▶ TASK TO COMPLETE
Before you finish, make sure every line below has been written out exactly.

▶ SUPPLIED RECORDS

•••

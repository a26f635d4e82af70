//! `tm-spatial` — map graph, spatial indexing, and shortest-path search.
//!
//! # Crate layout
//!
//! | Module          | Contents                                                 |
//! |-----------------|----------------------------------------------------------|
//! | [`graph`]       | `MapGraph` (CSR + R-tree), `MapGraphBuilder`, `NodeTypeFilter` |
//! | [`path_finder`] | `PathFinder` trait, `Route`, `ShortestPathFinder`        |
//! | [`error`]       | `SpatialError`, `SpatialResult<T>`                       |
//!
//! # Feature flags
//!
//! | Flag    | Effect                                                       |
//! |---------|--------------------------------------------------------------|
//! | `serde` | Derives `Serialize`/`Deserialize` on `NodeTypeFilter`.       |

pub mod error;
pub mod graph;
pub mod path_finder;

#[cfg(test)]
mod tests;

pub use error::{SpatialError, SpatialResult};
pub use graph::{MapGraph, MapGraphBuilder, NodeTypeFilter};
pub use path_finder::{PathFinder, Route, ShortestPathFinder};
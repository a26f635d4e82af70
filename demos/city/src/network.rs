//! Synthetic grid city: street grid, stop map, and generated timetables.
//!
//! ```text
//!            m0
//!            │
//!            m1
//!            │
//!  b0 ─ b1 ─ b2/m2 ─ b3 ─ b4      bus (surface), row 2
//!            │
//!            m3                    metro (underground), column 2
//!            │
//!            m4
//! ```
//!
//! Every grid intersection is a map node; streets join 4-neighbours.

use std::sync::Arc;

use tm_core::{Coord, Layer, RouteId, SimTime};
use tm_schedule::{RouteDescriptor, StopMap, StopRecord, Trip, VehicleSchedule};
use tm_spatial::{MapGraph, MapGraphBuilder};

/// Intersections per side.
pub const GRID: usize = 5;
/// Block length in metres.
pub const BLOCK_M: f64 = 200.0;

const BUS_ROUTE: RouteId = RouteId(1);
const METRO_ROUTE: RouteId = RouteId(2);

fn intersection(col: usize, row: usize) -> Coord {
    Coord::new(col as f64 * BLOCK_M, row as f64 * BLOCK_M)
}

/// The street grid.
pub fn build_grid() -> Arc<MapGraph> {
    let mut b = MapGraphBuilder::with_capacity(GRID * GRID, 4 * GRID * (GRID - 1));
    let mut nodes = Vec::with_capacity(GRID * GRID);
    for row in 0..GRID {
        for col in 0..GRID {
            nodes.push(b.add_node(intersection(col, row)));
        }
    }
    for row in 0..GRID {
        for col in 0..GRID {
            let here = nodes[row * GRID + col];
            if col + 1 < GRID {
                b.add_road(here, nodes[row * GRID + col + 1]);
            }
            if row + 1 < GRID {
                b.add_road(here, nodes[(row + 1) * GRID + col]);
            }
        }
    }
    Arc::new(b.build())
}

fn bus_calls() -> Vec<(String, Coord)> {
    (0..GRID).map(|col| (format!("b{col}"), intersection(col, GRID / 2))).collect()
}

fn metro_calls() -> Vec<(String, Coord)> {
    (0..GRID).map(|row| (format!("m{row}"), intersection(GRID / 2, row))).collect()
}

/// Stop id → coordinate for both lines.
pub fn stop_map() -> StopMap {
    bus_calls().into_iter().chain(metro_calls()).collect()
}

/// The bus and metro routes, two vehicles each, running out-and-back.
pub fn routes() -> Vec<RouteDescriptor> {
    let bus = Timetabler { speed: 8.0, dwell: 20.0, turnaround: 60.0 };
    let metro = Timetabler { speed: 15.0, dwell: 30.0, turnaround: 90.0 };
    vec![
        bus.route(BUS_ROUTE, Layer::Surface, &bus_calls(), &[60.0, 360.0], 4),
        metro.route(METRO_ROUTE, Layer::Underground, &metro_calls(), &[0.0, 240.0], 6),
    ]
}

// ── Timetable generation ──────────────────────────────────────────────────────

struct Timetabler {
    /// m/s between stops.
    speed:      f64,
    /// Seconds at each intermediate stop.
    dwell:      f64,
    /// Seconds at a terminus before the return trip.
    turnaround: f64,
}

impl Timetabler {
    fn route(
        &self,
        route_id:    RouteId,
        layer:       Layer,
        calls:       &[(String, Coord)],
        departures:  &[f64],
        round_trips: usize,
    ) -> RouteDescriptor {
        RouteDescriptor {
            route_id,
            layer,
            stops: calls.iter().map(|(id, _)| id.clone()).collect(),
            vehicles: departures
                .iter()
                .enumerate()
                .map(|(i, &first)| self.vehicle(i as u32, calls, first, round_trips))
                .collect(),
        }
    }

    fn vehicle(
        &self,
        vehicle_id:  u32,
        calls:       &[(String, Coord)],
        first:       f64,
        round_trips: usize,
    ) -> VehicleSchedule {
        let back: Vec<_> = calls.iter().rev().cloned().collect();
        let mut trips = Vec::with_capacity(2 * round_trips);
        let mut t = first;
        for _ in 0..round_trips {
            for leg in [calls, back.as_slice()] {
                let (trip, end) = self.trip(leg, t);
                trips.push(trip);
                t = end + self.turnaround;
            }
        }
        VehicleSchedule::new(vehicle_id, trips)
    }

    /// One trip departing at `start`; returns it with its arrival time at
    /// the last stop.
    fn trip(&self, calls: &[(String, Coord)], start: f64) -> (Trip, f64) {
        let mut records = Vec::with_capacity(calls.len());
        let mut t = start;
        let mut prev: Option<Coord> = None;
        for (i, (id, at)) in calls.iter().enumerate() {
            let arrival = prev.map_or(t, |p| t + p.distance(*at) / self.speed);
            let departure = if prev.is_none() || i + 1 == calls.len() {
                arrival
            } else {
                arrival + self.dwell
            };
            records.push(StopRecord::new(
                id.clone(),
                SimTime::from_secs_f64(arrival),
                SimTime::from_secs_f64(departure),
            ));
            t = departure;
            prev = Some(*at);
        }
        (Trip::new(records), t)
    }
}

•••

▶ RESULT OF THE EXERCISE
repository a26f635d4e82af70
//! `tm-spatial` — map graph, spatial indexing, and shortest-path search.
//!
//! # Crate layout
//!
//! | Module          | Contents                                                 |
//! |-----------------|----------------------------------------------------------|
//! | [`graph`]       | `MapGraph` (CSR + R-tree), `MapGraphBuilder`, `NodeTypeFilter` |
//! | [`path_finder`] | `PathFinder` trait, `Route`, `ShortestPathFinder`        |
//! | [`error`]       | `SpatialError`, `SpatialResult<T>`                       |
//!
//! # Feature flags
//!
//! | Flag    | Effect                                                       |
//! |---------|--------------------------------------------------------------|
//! | `serde` | Derives `Serialize`/`Deserialize` on `NodeTypeFilter`.       |

pub mod error;
pub mod graph;
pub mod path_finder;

#[cfg(test)]
mod tests;

pub use error::{SpatialError, SpatialResult};
pub use graph::{MapGraph, MapGraphBuilder, NodeTypeFilter};
pub use path_finder::{PathFinder, Route, ShortestPathFinder};
repository a26f635d4e82af70
filename demos/city/src/network.rs
//! Synthetic grid city: street grid, stop map, and generated timetables.
//!
//! ```text
//!            m0
//!            │
//!            m1
//!            │
//!  b0 ─ b1 ─ b2/m2 ─ b3 ─ b4      bus (surface), row 2
//!            │
//!            m3                    metro (underground), column 2
//!            │
//!            m4
//! ```
//!
//! Every grid intersection is a map node; streets join 4-neighbours.

use std::sync::Arc;

use tm_core::{Coord, Layer, RouteId, SimTime};
use tm_schedule::{RouteDescriptor, StopMap, StopRecord, Trip, VehicleSchedule};
use tm_spatial::{MapGraph, MapGraphBuilder};

/// Intersections per side.
pub const GRID: usize = 5;
/// Block length in metres.
pub const BLOCK_M: f64 = 200.0;

const BUS_ROUTE: RouteId = RouteId(1);
const METRO_ROUTE: RouteId = RouteId(2);

fn intersection(col: usize, row: usize) -> Coord {
    Coord::new(col as f64 * BLOCK_M, row as f64 * BLOCK_M)
}

/// The street grid.
pub fn build_grid() -> Arc<MapGraph> {
    let mut b = MapGraphBuilder::with_capacity(GRID * GRID, 4 * GRID * (GRID - 1));
    let mut nodes = Vec::with_capacity(GRID * GRID);
    for row in 0..GRID {
        for col in 0..GRID {
            nodes.push(b.add_node(intersection(col, row)));
        }
    }
    for row in 0..GRID {
        for col in 0..GRID {
            let here = nodes[row * GRID + col];
            if col + 1 < GRID {
                b.add_road(here, nodes[row * GRID + col + 1]);
            }
            if row + 1 < GRID {
                b.add_road(here, nodes[(row + 1) * GRID + col]);
            }
        }
    }
    Arc::new(b.build())
}

fn bus_calls() -> Vec<(String, Coord)> {
    (0..GRID).map(|col| (format!("b{col}"), intersection(col, GRID / 2))).collect()
}

fn metro_calls() -> Vec<(String, Coord)> {
    (0..GRID).map(|row| (format!("m{row}"), intersection(GRID / 2, row))).collect()
}

/// Stop id → coordinate for both lines.
pub fn stop_map() -> StopMap {
    bus_calls().into_iter().chain(metro_calls()).collect()
}

/// The bus and metro routes, two vehicles each, running out-and-back.
pub fn routes() -> Vec<RouteDescriptor> {
    let bus = Timetabler { speed: 8.0, dwell: 20.0, turnaround: 60.0 };
    let metro = Timetabler { speed: 15.0, dwell: 30.0, turnaround: 90.0 };
    vec![
        bus.route(BUS_ROUTE, Layer::Surface, &bus_calls(), &[60.0, 360.0], 4),
        metro.route(METRO_ROUTE, Layer::Underground, &metro_calls(), &[0.0, 240.0], 6),
    ]
}

// ── Timetable generation ──────────────────────────────────────────────────────

struct Timetabler {
    /// m/s between stops.
    speed:      f64,
    /// Seconds at each intermediate stop.
    dwell:      f64,
    /// Seconds at a terminus before the return trip.
    turnaround: f64,
}

impl Timetabler {
    fn route(
        &self,
        route_id:    RouteId,
        layer:       Layer,
        calls:       &[(String, Coord)],
        departures:  &[f64],
        round_trips: usize,
    ) -> RouteDescriptor {
        RouteDescriptor {
            route_id,
            layer,
            stops: calls.iter().map(|(id, _)| id.clone()).collect(),
            vehicles: departures
                .iter()
                .enumerate()
                .map(|(i, &first)| self.vehicle(i as u32, calls, first, round_trips))
                .collect(),
        }
    }

    fn vehicle(
        &self,
        vehicle_id:  u32,
        calls:       &[(String, Coord)],
        first:       f64,
        round_trips: usize,
    ) -> VehicleSchedule {
        let back: Vec<_> = calls.iter().rev().cloned().collect();
        let mut trips = Vec::with_capacity(2 * round_trips);
        let mut t = first;
        for _ in 0..round_trips {
            for leg in [calls, back.as_slice()] {
                let (trip, end) = self.trip(leg, t);
                trips.push(trip);
                t = end + self.turnaround;
            }
        }
        VehicleSchedule::new(vehicle_id, trips)
    }

    /// One trip departing at `start`; returns it with its arrival time at
    /// the last stop.
    fn trip(&self, calls: &[(String, Coord)], start: f64) -> (Trip, f64) {
        let mut records = Vec::with_capacity(calls.len());
        let mut t = start;
        let mut prev: Option<Coord> = None;
        for (i, (id, at)) in calls.iter().enumerate() {
            let arrival = prev.map_or(t, |p| t + p.distance(*at) / self.speed);
            let departure = if prev.is_none() || i + 1 == calls.len() {
                arrival
            } else {
                arrival + self.dwell
            };
            records.push(StopRecord::new(
                id.clone(),
                SimTime::from_secs_f64(arrival),
                SimTime::from_secs_f64(departure),
            ));
            t = departure;
            prev = Some(*at);
        }
        (Trip::new(records), t)
    }
}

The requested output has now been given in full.